📚 Finished reading: Time Shelter by Georgi Gospodinov.
This was a fascinating and, at times, darkly hilarious read. The narrator tells the story of his life after meeting Gaustine, a mysterious intermittently-present therapist who develops a new treatment for Alzheimer' disease.
The treatment involves recreating the environment of their past for the period during which the patient felt most at home and secure, the period their body remembers most clearly irrespective of their state of mind.
It’s very successful, leading to the opening of many such clinics with rooms that replicate the 1950s, 1960s, 1970s and so on in perfect detail.
As time goes on though it’s not only patients with Alzheimer’s disease that want to attend these clinics, these ‘time shelters’. People of all kinds are drawn to re-experience their favoured period of the past, a place-in-time that they remember - accurately or not - as being a safe and happy time to live. Anything to take a temporal break from the stress and angst of modern-day life.
The movement expands way beyond the medical. Nostalgia increasingly permeates everything. Radio stations from decades past are re-set up. Newspapers from 30 years ago are reprinted, as though the events 3 decades past are today’s news. Politicians of course see the potential for using this nostalgia to the end of their own electoral gains and get in on the act.
Whole towns from past eras are re-built in something close to their original form. Eventually entire countries have referendums on which decade was their golden one, which perceived era they should legally and culturally return to.
Different countries naturally see different periods as their most glorious days, leading to a set of time rather than location based international alliances. As well as, I suppose, time-travel-adjacent experiences when crossing borders between them.
State sponsored re-enactments of historical events become the norm, although down that route some danger lies.

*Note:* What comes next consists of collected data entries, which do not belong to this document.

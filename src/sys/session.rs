use std::path::{Path, PathBuf};

use anyhow::anyhow;
use chrono::{DateTime, Local};

use super::llm::{CompletionError, CompletionRequest, CompletionService, Content, Role};
use super::persona::Persona;

#[derive(Debug, Clone, PartialEq, Eq, serde::Serialize, serde::Deserialize)]
pub enum Speaker {
    User,
    /// Carries the id of the persona that produced the reply.
    Persona(String),
}

impl Speaker {
    pub fn label(&self) -> &str {
        match self {
            Speaker::User => "You",
            Speaker::Persona(id) => id,
        }
    }
}

#[derive(Debug, Clone, PartialEq, Eq, serde::Serialize, serde::Deserialize)]
pub struct Turn {
    pub speaker: Speaker,
    pub text: String,
}

impl Turn {
    pub fn user(text: impl Into<String>) -> Self {
        Self {
            speaker: Speaker::User,
            text: text.into(),
        }
    }

    pub fn persona(id: impl Into<String>, text: impl Into<String>) -> Self {
        Self {
            speaker: Speaker::Persona(id.into()),
            text: text.into(),
        }
    }

    fn as_content(&self) -> Content {
        let role = match self.speaker {
            Speaker::User => Role::User,
            Speaker::Persona(_) => Role::Assistant,
        };
        Content::new(role, self.text.clone())
    }
}

/// What happens to the user turn when the completion call fails.
#[derive(Debug, Clone, Copy, Default, PartialEq, Eq, serde::Serialize, serde::Deserialize)]
#[serde(rename_all = "lowercase")]
pub enum FailurePolicy {
    /// Keep the user turn, the transcript grows by one.
    #[default]
    Retain,
    /// Drop the user turn so turns always come in pairs.
    Rollback,
}

/// How the completion request is framed.
#[derive(Debug, Clone, Copy, Default, PartialEq, Eq, serde::Serialize, serde::Deserialize)]
#[serde(rename_all = "lowercase")]
pub enum ContextPolicy {
    /// Persona prompt and the new message only.
    #[default]
    Stateless,
    /// Persona prompt, every prior turn, then the new message.
    Transcript,
}

impl ContextPolicy {
    pub fn build(&self, persona: &Persona, prior: &[Turn], user_text: &str) -> CompletionRequest {
        let history = match self {
            ContextPolicy::Stateless => Vec::new(),
            ContextPolicy::Transcript => prior.iter().map(Turn::as_content).collect(),
        };
        CompletionRequest {
            system_prompt: persona.system_prompt.clone(),
            history,
            user_message: user_text.to_string(),
        }
    }
}

#[derive(Debug)]
pub enum Outcome {
    /// Blank input, nothing recorded and nothing sent.
    Ignored,
    Replied(String),
    Failed(CompletionError),
}

impl Outcome {
    pub fn is_failed(&self) -> bool {
        matches!(self, Outcome::Failed(_))
    }
}

/// The live state of one conversation.
#[derive(Debug, Clone)]
pub struct Session {
    active_persona: Persona,
    transcript: Vec<Turn>,
    context: ContextPolicy,
    on_failure: FailurePolicy,
}

impl Session {
    pub fn new(persona: Persona) -> Self {
        Self {
            active_persona: persona,
            transcript: Vec::new(),
            context: ContextPolicy::default(),
            on_failure: FailurePolicy::default(),
        }
    }

    pub fn with_context(mut self, context: ContextPolicy) -> Self {
        self.context = context;
        self
    }

    pub fn with_failure_policy(mut self, on_failure: FailurePolicy) -> Self {
        self.on_failure = on_failure;
        self
    }

    pub fn active_persona(&self) -> &Persona {
        &self.active_persona
    }

    pub fn transcript(&self) -> &[Turn] {
        &self.transcript
    }

    /// Switches persona. The transcript is left as it is.
    pub fn select_persona(&mut self, persona: Persona) {
        if persona.id != self.active_persona.id {
            log::info!("persona: {} -> {}", self.active_persona.id, persona.id);
        }
        self.active_persona = persona;
    }

    pub fn accepts(user_text: &str) -> bool {
        !user_text.trim().is_empty()
    }

    /// Runs one exchange: record the user turn, ask the service, record the reply.
    ///
    /// Blank input is ignored. On failure the session keeps or drops the user
    /// turn according to its [`FailurePolicy`]; no retry happens here.
    pub fn submit<S: CompletionService + ?Sized>(
        mut self,
        user_text: &str,
        service: &S,
    ) -> (Session, Outcome) {
        if !Self::accepts(user_text) {
            return (self, Outcome::Ignored);
        }

        self.transcript.push(Turn::user(user_text));
        let prior = &self.transcript[..self.transcript.len() - 1];
        let request = self.context.build(&self.active_persona, prior, user_text);
        log::info!(
            "submit to `{}`: {} chars, {} history messages",
            self.active_persona.id,
            user_text.len(),
            request.history.len()
        );

        match service.complete(&request) {
            Ok(reply) => {
                self.transcript
                    .push(Turn::persona(self.active_persona.id.clone(), reply.clone()));
                (self, Outcome::Replied(reply))
            }
            Err(err) => {
                log::error!("completion failed: {err}");
                if self.on_failure == FailurePolicy::Rollback {
                    self.transcript.pop();
                }
                (self, Outcome::Failed(err))
            }
        }
    }

    pub fn to_toml(&self, exported_at: DateTime<Local>) -> anyhow::Result<String> {
        let file = TranscriptFile {
            persona: &self.active_persona.id,
            resource_url: self.active_persona.resource_url(),
            exported_at: exported_at.to_rfc3339(),
            turns: self
                .transcript
                .iter()
                .map(|turn| ExportedTurn {
                    speaker: turn.speaker.label(),
                    text: &turn.text,
                })
                .collect(),
        };
        toml::to_string_pretty(&file).map_err(|e| anyhow!("toml::to_string_pretty err:{e}"))
    }

    /// Writes the transcript into `dir` and returns the file path.
    pub fn export_to(&self, dir: &Path) -> anyhow::Result<PathBuf> {
        let now = Local::now();
        let contents = self.to_toml(now)?;
        std::fs::create_dir_all(dir)
            .map_err(|e| anyhow!("create dir `{}` err:{e}", dir.display()))?;
        let path = dir.join(format!(
            "transcript-{}-{}.toml",
            file_stem(&self.active_persona.id),
            now.format("%Y%m%d-%H%M%S")
        ));
        std::fs::write(&path, contents).map_err(|e| anyhow!("save to file err:{e}"))?;
        log::info!("transcript saved to {}", path.display());
        Ok(path)
    }
}

#[derive(serde::Serialize)]
struct TranscriptFile<'a> {
    persona: &'a str,
    #[serde(skip_serializing_if = "Option::is_none")]
    resource_url: Option<&'a str>,
    exported_at: String,
    turns: Vec<ExportedTurn<'a>>,
}

#[derive(serde::Serialize)]
struct ExportedTurn<'a> {
    speaker: &'a str,
    text: &'a str,
}

fn file_stem(id: &str) -> String {
    let stem: String = id
        .chars()
        .map(|c| if c.is_alphanumeric() { c } else { '-' })
        .collect();
    let stem = stem.trim_matches('-');
    if stem.is_empty() {
        "persona".to_string()
    } else {
        stem.to_string()
    }
}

Just the now-triggering word ‘referendum’ makes it hard not to see some satirical intent regarding a referendum my own country held now 8 years ago where some people consider a good amount of voting preference may have originated from a longing for (semi-mythological) times of yore. A time when Britain ruled the waves, when men were men and women stayed at home, that kind of thing. But the book’s treatment of this theme is done in a way that never grates.
The novel won a Booker Prize last year. I’m not surprised. Embedded within the story is a wonderful mix of philosophy, politics, ethics, history, psychology, sociology and more, although it is never hard to read. It has moments of hilarity, moments of darkness, moments of poignancy. Very recommended.